# Can a redirect hurt on search engines?



## Ball Fish (Jun 14, 2006)

Any SEO guru's in here?
I own my domain but for just starting out I redirect it to my cafe press store.
I have a couple questions.
Can this shun spiders from finding it? Using the redirect.
I'm going to add some meta info in the actual cafepress store html.
Should I submit my domain name to SE's or the url of my cafepress store?

Any help appreciated.

Thanks
Randy


----------



## Rodney (Nov 3, 2004)

Sometimes a redirect can hurt your search engine rankings if the search engines think that the same content is in both places (at the domain name and at the redirected site).

Usually, if you have other sites linking to you, you won't need to submit your site to the search engines, but if you are going to submit your site, then you should submit your cafepress store.

If you ever decide on building up a separate website at your domain (which could be a good idea), you should then use your domain name when submitting to search engines or having people link to you.

If you are advertising in offline media (print ads, radio, business cards, flyers,etc), then you'll want to use your domain name since it is easier to type in and remember.

Search engines will still find your site if you use a redirect


----------



## Ball Fish (Jun 14, 2006)

Thanks Rodney

Can I ask 1 more for you or anyone knowing.
I notice my cafe code says:
<meta name="robots" content="index, follow">

Does this mean my page won't get indexed in SE's


----------



## Rodney (Nov 3, 2004)

> Does this mean my page won't get indexed in SE's


Just the opposite  

"index" tells the search engines that it's OK to index that page. 

"follow" tells the search engines that it's OK to follow the links on that page and index the links that they find.

Lots more good information can be found here:
http://www.google.com/support/webmasters/bin/answer.py?answer=35769


----------



## hostingdiva (Mar 31, 2006)

Ball Fish said:


> I'm going to add some meta info in the actual cafepress store html.


Generally you do not want to use redirects because most search engines will consider it duplicate content and so will list the main site - cafepress.

Meta tags are not necessary to add. Top search engines (google especially) tend not to use meta tags anymore because people abused them... listing Britney Spears in their meta tags when their website was about something else.. just because that name was getting a lot of hits .

What IS necessary is A LOT of text. The more the better... particularly on your home page... which in this case would be your CafePress front page.
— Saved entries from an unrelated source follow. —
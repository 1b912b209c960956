//! Workload manifests: YAML documents that declare `apiVersion` and `kind`.
//!
//! A buffer may contain a stream of documents; each one that looks like a
//! manifest is retained together with its located parse tree, its position
//! in the stream, and the reserved annotations that declare fields.

use std::cell::RefCell;
use std::collections::BTreeMap;
use std::rc::Rc;

use serde::Serialize;
use tracing::debug;

use crate::buffer::ShadowFile;
use crate::error::{Error, Errors, Result};
use crate::yaml::parse::{self, Kind, Node};

/// Domain of the reserved annotations.
pub const ANNO_DOMAIN: &str = "knot8.io";
/// Annotations under this prefix declare fields; the suffix is the field
/// name, the value a pointer expression.
pub const FIELD_ANNO_PREFIX: &str = "field.knot8.io/";
/// The annotation holding the frozen-original snapshot.
pub const ORIGINAL_ANNO: &str = "knot8.io/original";

/// True for annotation keys in the reserved domain.
pub fn is_reserved_annotation(key: &str) -> bool {
    key.split('/').next().is_some_and(|d| d.ends_with(ANNO_DOMAIN))
}

/// The fully qualified name of a manifest, unique within a loaded set.
#[derive(Debug, Clone, PartialEq, Eq, PartialOrd, Ord, Hash, Serialize)]
pub struct Fqn {
    #[serde(rename = "apiVersion")]
    pub api_version: String,
    pub kind: String,
    pub namespace: String,
    pub name: String,
}

impl std::fmt::Display for Fqn {
    fn fmt(&self, f: &mut std::fmt::Formatter<'_>) -> std::fmt::Result {
        write!(
            f,
            "{}/{}/{}/{}",
            self.api_version, self.kind, self.namespace, self.name
        )
    }
}

/// One parsed manifest and its backing buffer.
#[derive(Debug)]
pub struct Manifest {
    pub api_version: String,
    pub kind: String,
    pub namespace: String,
    pub name: String,
    /// Reserved annotations only; foreign annotations are dropped at parse.
    pub annotations: RefCell<BTreeMap<String, String>>,
    /// Located parse tree, valid until the buffer is next edited.
    pub root: Node,
    pub file: Rc<RefCell<ShadowFile>>,
    /// Position of this document in the file's YAML stream.
    pub stream_pos: usize,
}

impl Manifest {
    pub fn fqn(&self) -> Fqn {
        Fqn {
            api_version: self.api_version.clone(),
            kind: self.kind.clone(),
            namespace: self.namespace.clone(),
            name: self.name.clone(),
        }
    }

    pub fn file_name(&self) -> String {
        self.file.borrow().name()
    }
}

/// Parses every manifest out of a shadow file. Documents lacking both
/// `apiVersion` and `kind` are skipped; a parse failure is fatal for the
/// whole file.
pub fn parse_manifests(file: &Rc<RefCell<ShadowFile>>) -> Result<Vec<Rc<Manifest>>> {
    let contents = file.borrow().contents();
    let path = file.borrow().name();
    let docs = parse::parse_documents(&contents)
        .map_err(|e| e.with_path(std::path::Path::new(&path)))?;

    let mut res = Vec::new();
    for (stream_pos, root) in docs.into_iter().enumerate() {
        let api_version = scalar_at(&root, &["apiVersion"]);
        let kind = scalar_at(&root, &["kind"]);
        if api_version.is_empty() && kind.is_empty() {
            continue;
        }

        let mut annotations = BTreeMap::new();
        if let Some(anns) = node_at(&root, &["metadata", "annotations"]) {
            if anns.kind == Kind::Mapping {
                for (k, v) in anns.pairs() {
                    if k.kind == Kind::Scalar
                        && v.kind == Kind::Scalar
                        && is_reserved_annotation(&k.value)
                    {
                        annotations.insert(k.value.clone(), v.value.clone());
                    }
                }
            }
        }

        res.push(Rc::new(Manifest {
            api_version,
            kind,
            namespace: scalar_at(&root, &["metadata", "namespace"]),
            name: scalar_at(&root, &["metadata", "name"]),
            annotations: RefCell::new(annotations),
            root,
            file: Rc::clone(file),
            stream_pos,
        }));
    }
    debug!(file = %path, manifests = res.len(), "parsed manifests");
    Ok(res)
}

fn node_at<'a>(root: &'a Node, path: &[&str]) -> Option<&'a Node> {
    let mut cur = root;
    for key in path {
        if cur.kind != Kind::Mapping {
            return None;
        }
        cur = cur
            .pairs()
            .find(|(k, _)| k.kind == Kind::Scalar && k.value == *key)
            .map(|(_, v)| v)?;
    }
    Some(cur)
}

fn scalar_at(root: &Node, path: &[&str]) -> String {
    node_at(root, path)
        .filter(|n| n.kind == Kind::Scalar)
        .map(|n| n.value.clone())
        .unwrap_or_default()
}

/// A loaded set of manifests, possibly spanning several buffers.
#[derive(Debug, Default)]
pub struct Manifests(pub Vec<Rc<Manifest>>);

impl Manifests {
    /// The distinct buffers backing this set, in first-seen order.
    pub fn files(&self) -> Vec<Rc<RefCell<ShadowFile>>> {
        let mut seen: Vec<Rc<RefCell<ShadowFile>>> = Vec::new();
        for m in &self.0 {
            if !seen.iter().any(|f| Rc::ptr_eq(f, &m.file)) {
                seen.push(Rc::clone(&m.file));
            }
        }
        seen
    }

    /// Persists every backing buffer, reporting all failures together.
    pub fn commit(&self) -> Result<()> {
        let mut errs = Errors::new();
        for file in self.files() {
            if let Err(e) = file.borrow().commit() {
                errs.push(e);
            }
        }
        errs.into_result()
    }

    /// The subset of this set whose FQN also appears in `src`.
    pub fn intersect(&self, src: &Manifests) -> Manifests {
        let exists: Vec<Fqn> = src.0.iter().map(|m| m.fqn()).collect();
        Manifests(
            self.0
                .iter()
                .filter(|m| exists.contains(&m.fqn()))
                .map(Rc::clone)
                .collect(),
        )
    }

    /// Copies reserved annotations from matching manifests of `src` into
    /// this set.
    pub fn merge_annotations(&self, src: &Manifests) {
        let mut by_fqn: BTreeMap<Fqn, &Rc<Manifest>> = BTreeMap::new();
        for s in &src.0 {
            by_fqn.insert(s.fqn(), s);
        }

        for d in &self.0 {
            if let Some(s) = by_fqn.get(&d.fqn()) {
                let mut anns = d.annotations.borrow_mut();
                for (k, v) in s.annotations.borrow().iter() {
                    if is_reserved_annotation(k) {
                        anns.insert(k.clone(), v.clone());
                    }
                }
            }
        }
    }
}

/// The manifest shape emitted by the `schema` command: just enough to carry
/// field declarations out-of-band.
#[derive(Debug, Serialize)]
pub struct SchemaManifest {
    #[serde(rename = "apiVersion")]
    pub api_version: String,
    pub kind: String,
    pub metadata: SchemaMetadata,
}

#[derive(Debug, Serialize)]
pub struct SchemaMetadata {
    #[serde(skip_serializing_if = "String::is_empty")]
    pub namespace: String,
    pub name: String,
    pub annotations: BTreeMap<String, String>,
}

impl SchemaManifest {
    pub fn from_manifest(m: &Manifest) -> Self {
        SchemaManifest {
            api_version: m.api_version.clone(),
            kind: m.kind.clone(),
            metadata: SchemaMetadata {
                namespace: m.namespace.clone(),
                name: m.name.clone(),
                annotations: m.annotations.borrow().clone(),
            },
        }
    }
}

/// Parse error helper shared by loaders: attach buffer name to failures.
pub fn open_shadow(source: crate::buffer::FileSource) -> Result<Rc<RefCell<ShadowFile>>> {
    Ok(Rc::new(RefCell::new(ShadowFile::open(source)?)))
}

#[cfg(test)]
mod tests {
    use super::*;
    use crate::buffer::FileSource;

    fn shadow(src: &str) -> Rc<RefCell<ShadowFile>> {
        Rc::new(RefCell::new(ShadowFile::from_bytes(
            FileSource::Memory("test.yaml".into()),
            src.as_bytes(),
        )))
    }

    const MANIFEST: &str = "\
apiVersion: apps/v1
kind: Deployment
metadata:
  name: app
  namespace: default
  annotations:
    field.knot8.io/replicas: /spec/replicas
    other.example.com/ignored: x
spec:
  replicas: '3'
";

    #[test]
    fn parses_manifest_head() {
        let file = shadow(MANIFEST);
        let ms = parse_manifests(&file).unwrap();
        assert_eq!(ms.len(), 1);
        let m = &ms[0];
        assert_eq!(m.api_version, "apps/v1");
        assert_eq!(m.kind, "Deployment");
        assert_eq!(m.name, "app");
        assert_eq!(m.namespace, "default");
        assert_eq!(m.fqn().to_string(), "apps/v1/Deployment/default/app");
    }

    #[test]
    fn keeps_only_reserved_annotations() {
        let file = shadow(MANIFEST);
        let ms = parse_manifests(&file).unwrap();
        let anns = ms[0].annotations.borrow();
        assert_eq!(anns.len(), 1);
        assert_eq!(
            anns.get("field.knot8.io/replicas").map(String::as_str),
            Some("/spec/replicas")
        );
    }

    #[test]
    fn skips_documents_without_manifest_shape() {
        let src = "just: yaml\n---\napiVersion: v1\nkind: ConfigMap\nmetadata:\n  name: c\n";
        let file = shadow(src);
        let ms = parse_manifests(&file).unwrap();
        assert_eq!(ms.len(), 1);
        assert_eq!(ms[0].kind, "ConfigMap");
        assert_eq!(ms[0].stream_pos, 1);
    }

    #[test]
    fn reserved_annotation_predicate() {
        assert!(is_reserved_annotation("field.knot8.io/replicas"));
        assert!(is_reserved_annotation("knot8.io/original"));
        assert!(!is_reserved_annotation("example.com/other"));
        assert!(!is_reserved_annotation("plain"));
    }

    #[test]
    fn intersect_and_merge_annotations() {
        let a = parse_manifests(&shadow(MANIFEST)).unwrap();
        let schema_src = "\
apiVersion: apps/v1
kind: Deployment
metadata:
  name: app
  namespace: default
  annotations:
    field.knot8.io/extra: /spec/extra
";
        let b = parse_manifests(&shadow(schema_src)).unwrap();
        let (a, b) = (Manifests(a), Manifests(b));

        let common = b.intersect(&a);
        assert_eq!(common.0.len(), 1);

        a.merge_annotations(&common);
        let anns = a.0[0].annotations.borrow();
        assert_eq!(
            anns.get("field.knot8.io/extra").map(String::as_str),
            Some("/spec/extra")
        );
        assert_eq!(anns.len(), 2);
    }
}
I'm sorry, I'm not familiar with how you can layout your CafePress section but if you can add more text to that initial page - that would be your best option.

You may want to read this page:
http://www.google.com/support/webmasters/bin/answer.py?answer=34434&query=meta+tags&topic=0&type=f



Ball Fish said:


> Should I submit my domain name to SE's or the url of my cafepress store?


For site submission - check this out:
http://www.google.com/support/webmasters/bin/answer.py?answer=34397&topic=8523


----------



## dub3325 (Jun 7, 2006)

What about making a custom home page with all the necessary info (news, feature products....etc) with a navigation bar leading to your cafepress store. So it does not get redirected automatically. 

Wonder if that'd work out better?


----------



## Rodney (Nov 3, 2004)

> Wonder if that'd work out better?


Yes, I think that would probably work out better. Having a separate site to promote your cafepress store is a good thing


----------



## Shirt_Off_My_Bak (Oct 1, 2005)

Rodney said:


> Sometimes a redirect can hurt your search engine rankings if the search engines think that the same content is in both places (at the domain name and at the redirected site).


Regarding duplicate content, what about the following scenario: Two domains, both with the same interior content but completely different home pages. I ask because my partner has designed a site with very little text on the home page and for now does not want to change. The marketing for the product initially will not require it to be searchable; however, it is certainly a product that would benefit from SEO.

If we put up a second site that is SEO friendly (the domains are similar, in fact they are alternate spellings) will Google et al consider this to be some sort of violation of their rules? Or if this is a violation, could the one site request not to be spidered, would that solve the problem?


----------



## Rodney (Nov 3, 2004)

If you request one site not to be spidered, that would probably solve the problem. 

Otherwise it sounds like it would definitely be a duplicate content situation.


----------



## Ball Fish (Jun 14, 2006)

> What about making a custom home page with all the necessary info (news, feature products....etc) with a navigation bar leading to your cafepress store.


I did think about that route but decided I wanted product to be in full view right away. I was thinking say someone followed a link - if they went to my custom home page with nav bar to my products there is a slight chance they may say oh someones selling something and not follow that nav/link.
With product right off domain they may say hmm that's funny or interesting and proceed to purchase or roam. 

I wanted it to be real simple. No xtra clicking.


----------